Les deux premières parties intéresseront davantage les chercheurs et les étudiants. La première partie  (Positions et Concepts) est une réflexion épistémologique sur la nature des milieux et la dimension biophysique de l’environnement. Le concept d’anthropisation semble ici essentiel, tant les activités humaines jouent un rôle de plus en plus important dans le façonnement de l’environnement. Les questionnements classiques de la géographie autour des notions de paysage, de ressource, de contrainte et de risque ont ici toute leur place. La question des interactions entre la nature et les sociétés peuvent alors être illustrées par des géo-systèmes, de plus en plus hybrides. La deuxième partie (Méthodes) traite davantage des pratiques méthodologiques nécessaires à la production de données biophysiques. Les deux parties suivantes (Trajectoires et Objets) peuvent fournir les bases d’études de cas, notamment au lycée, pour les enseignants de Géographie. Elles présentent des exemples de trajectoires de géo-systèmes en intégrant une démarche géo-historique et/ou géo-archéologique. L’étude de la construction de l’aléa (torrentiel) et de l’incertitude face aux cours d’eau de montagne et de piémont illustre ainsi les évolutions des représentations sociales du risque et ses conséquences spatiales. Plusieurs thèmes environnementaux sont aussi abordés en lien avec le réchauffement climatique et ses effets sur l’environnement (exemple du permafrost de montagne).

Expertiser et enseigner

Enfin, la dernière partie est consacrée au métier de géographe biophysicien et ses évolutions. Il doit par exemple être capable de proposer des options en matière de gestion de l’érosion littorale, véritables outils de décision pour les politiques. L’expertise géomorphologique s’imposera d’autant plus que l’offre universitaire (mais aussi ante-universitaire) permettra de former des étudiants capables d’interagir dans un débat, de dialoguer avec les autres disciplines scientifiques et les acteurs d’un territoire pour établir des diagnostics et des scenarii précis.
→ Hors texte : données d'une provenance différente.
// src/agents/task_tracker.rs
use chrono::{DateTime, Local};
use serde::Serialize;
use std::fmt::Write as _;
use tracing::{error, info, warn};

#[derive(Debug, Clone, Copy, PartialEq, Eq, Serialize)]
#[serde(rename_all = "snake_case")]
pub enum TaskStatus {
    Pending,
    InProgress,
    Completed,
    Failed,
    Cancelled,
}

impl TaskStatus {
    pub fn as_str(&self) -> &'static str {
        match self {
            TaskStatus::Pending => "pending",
            TaskStatus::InProgress => "in_progress",
            TaskStatus::Completed => "completed",
            TaskStatus::Failed => "failed",
            TaskStatus::Cancelled => "cancelled",
        }
    }

    fn is_terminal(&self) -> bool {
        matches!(
            self,
            TaskStatus::Completed | TaskStatus::Failed | TaskStatus::Cancelled
        )
    }
}

#[derive(Debug, Clone, Copy, PartialEq, Eq, Serialize)]
#[serde(rename_all = "snake_case")]
pub enum TaskType {
    WebSearch,
    LinkedinScraping,
    OtherScraping,
    DataCleaning,
    ReportGeneration,
}

impl TaskType {
    pub fn as_str(&self) -> &'static str {
        match self {
            TaskType::WebSearch => "web_search",
            TaskType::LinkedinScraping => "linkedin_scraping",
            TaskType::OtherScraping => "other_scraping",
            TaskType::DataCleaning => "data_cleaning",
            TaskType::ReportGeneration => "report_generation",
        }
    }

    /// Share of overall progress; search and scraping run as one step
    fn weight(&self) -> f64 {
        match self {
            TaskType::LinkedinScraping => 0.6,
            TaskType::OtherScraping => 0.2,
            TaskType::DataCleaning => 0.1,
            TaskType::ReportGeneration => 0.1,
            TaskType::WebSearch => 0.1,
        }
    }
}

#[derive(Debug, Clone, Serialize)]
pub struct TaskProgress {
    pub task_id: String,
    pub task_type: TaskType,
    pub status: TaskStatus,
    pub progress_percentage: f64,
    pub start_time: DateTime<Local>,
    pub end_time: Option<DateTime<Local>>,
    pub error_message: Option<String>,
    pub details: serde_json::Map<String, serde_json::Value>,
}

#[derive(Debug, Clone, Default)]
pub struct TaskUpdate {
    pub progress: Option<f64>,
    pub error_message: Option<String>,
    pub details: Option<serde_json::Map<String, serde_json::Value>>,
}

impl TaskUpdate {
    pub fn progress(progress: f64) -> Self {
        Self {
            progress: Some(progress),
            ..Self::default()
        }
    }

    pub fn with_detail(mut self, key: &str, value: impl Into<serde_json::Value>) -> Self {
        self.details
            .get_or_insert_with(serde_json::Map::new)
            .insert(key.to_string(), value.into());
        self
    }
}

#[derive(Debug, Clone, Serialize)]
pub struct WorkflowSummary {
    pub total_tasks: usize,
    pub completed_tasks: usize,
    pub failed_tasks: usize,
    pub in_progress_tasks: usize,
    pub overall_progress: f64,
    pub workflow_duration_seconds: f64,
    pub start_time: String,
    pub current_time: String,
}

/// Per-step status bookkeeping for one workflow run
#[derive(Debug, Clone)]
pub struct TaskTracker {
    tasks: Vec<TaskProgress>,
    workflow_start: DateTime<Local>,
    overall_progress: f64,
}

impl Default for TaskTracker {
    fn default() -> Self {
        Self::new()
    }
}

impl TaskTracker {
    pub fn new() -> Self {
        Self {
            tasks: Vec::new(),
            workflow_start: Local::now(),
            overall_progress: 0.0,
        }
    }

    pub fn create(&mut self, task_id: &str, task_type: TaskType) -> String {
        self.tasks.retain(|t| t.task_id != task_id);
        self.tasks.push(TaskProgress {
            task_id: task_id.to_string(),
            task_type,
            status: TaskStatus::Pending,
            progress_percentage: 0.0,
            start_time: Local::now(),
            end_time: None,
            error_message: None,
            details: serde_json::Map::new(),
        });
        info!("Created task: {} ({})", task_id, task_type.as_str());
        self.recompute();
        task_id.to_string()
    }

    pub fn update(&mut self, task_id: &str, status: TaskStatus, update: TaskUpdate) {
        let Some(task) = self.tasks.iter_mut().find(|t| t.task_id == task_id) else {
            warn!("Task {} not found", task_id);
            return;
        };

        task.status = status;
        if let Some(progress) = update.progress {
            task.progress_percentage = progress.clamp(0.0, 100.0);
        }
        if let Some(message) = update.error_message.filter(|m| !m.is_empty()) {
            error!("Task {} failed: {}", task_id, message);
            task.error_message = Some(message);
        }
        if let Some(details) = update.details {
            task.details.extend(details);
        }
        if status.is_terminal() {
            task.end_time = Some(Local::now());
        }

        info!(
            "Task {} status updated: {} ({:.1}%)",
            task_id,
            status.as_str(),
            task.progress_percentage
        );
        self.recompute();
    }

    /// Mark the task failed with the error text
    pub fn log_error(&mut self, task_id: &str, err: &anyhow::Error, context: &str) {
        if context.is_empty() {
            error!("Task {} error: {:#}", task_id, err);
        } else {
            error!("Task {} error: {:#} (Context: {})", task_id, err, context);
        }
        self.update(
            task_id,
            TaskStatus::Failed,
            TaskUpdate {
                error_message: Some(format!("{:#}", err)),
                ..TaskUpdate::default()
            },
        );
    }

    pub fn get(&self, task_id: &str) -> Option<&TaskProgress> {
        self.tasks.iter().find(|t| t.task_id == task_id)
    }

    pub fn all(&self) -> &[TaskProgress] {
        &self.tasks
    }

    pub fn failed(&self) -> Vec<&TaskProgress> {
        self.count_iter(TaskStatus::Failed).collect()
    }

    pub fn overall_progress(&self) -> f64 {
        self.overall_progress
    }

    pub fn summary(&self) -> WorkflowSummary {
        let now = Local::now();
        WorkflowSummary {
            total_tasks: self.tasks.len(),
            completed_tasks: self.count_iter(TaskStatus::Completed).count(),
            failed_tasks: self.count_iter(TaskStatus::Failed).count(),
            in_progress_tasks: self.count_iter(TaskStatus::InProgress).count(),
            overall_progress: self.overall_progress,
            workflow_duration_seconds: (now - self.workflow_start).num_milliseconds() as f64
                / 1000.0,
            start_time: self.workflow_start.to_rfc3339(),
            current_time: now.to_rfc3339(),
        }
    }

    pub fn reset(&mut self) {
        self.tasks.clear();
        self.workflow_start = Local::now();
        self.overall_progress = 0.0;
        info!("Workflow reset");
    }

    pub fn export_logs(&self) -> String {
        let mut out = String::new();
        let _ = writeln!(out, "=== TASK EXECUTION LOG ===");
        let _ = writeln!(
            out,
            "Workflow Start: {}",
            self.workflow_start.format("%Y-%m-%d %H:%M:%S")
        );
        let _ = writeln!(out, "Overall Progress: {:.1}%", self.overall_progress);
        let _ = writeln!(out);

        for task in &self.tasks {
            let _ = writeln!(out, "Task: {}", task.task_id);
            let _ = writeln!(out, "  Type: {}", task.task_type.as_str());
            let _ = writeln!(out, "  Status: {}", task.status.as_str());
            let _ = writeln!(out, "  Progress: {:.1}%", task.progress_percentage);
            let _ = writeln!(out, "  Start: {}", task.start_time.format("%Y-%m-%d %H:%M:%S"));
            if let Some(end) = task.end_time {
                let _ = writeln!(out, "  End: {}", end.format("%Y-%m-%d %H:%M:%S"));
                let secs = (end - task.start_time).num_milliseconds() as f64 / 1000.0;
                let _ = writeln!(out, "  Duration: {:.1}s", secs);
            }
            if let Some(message) = &task.error_message {
                let _ = writeln!(out, "  Error: {}", message);
            }
            if !task.details.is_empty() {
                let _ = writeln!(
                    out,
                    "  Details: {}",
                    serde_json::Value::Object(task.details.clone())
                );
            }
            let _ = writeln!(out);
        }

        out.trim_end_matches('\n').to_string()
    }

    fn count_iter(&self, status: TaskStatus) -> impl Iterator<Item = &TaskProgress> {
        self.tasks.iter().filter(move |t| t.status == status)
    }

    fn recompute(&mut self) {
        let mut total_weight = 0.0;
        let mut weighted = 0.0;

        for task in &self.tasks {
            let weight = task.task_type.weight();
            total_weight += weight;
            weighted += weight
                * match task.status {
                    TaskStatus::Completed => 100.0,
                    TaskStatus::InProgress => task.progress_percentage,
                    TaskStatus::Failed => task.progress_percentage.min(50.0),
                    TaskStatus::Pending | TaskStatus::Cancelled => 0.0,
                };
        }

        self.overall_progress = if total_weight > 0.0 {
            weighted / total_weight
        } else {
            0.0
        };
    }
}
Une place renouvelée de la Géographie face aux questions environnementales ?

Au final, ce manuel rend compte des transformations progressives de la géographie biophysique en plein renouvellement de ses objets, ses méthodes et ses pratiques. Conscients que la nature contemporaine est un hybride, les géographes biophysiciens ne peuvent plus étudier les processus biophysiques comme extérieurs aux pratiques humaines et à leurs conséquences cumulées dans un temps long. L’affirmation des questions environnementales devraient encore davantage stimuler le développement de cette géographie de l’environnement, qui se veut plus politique et plus engagée.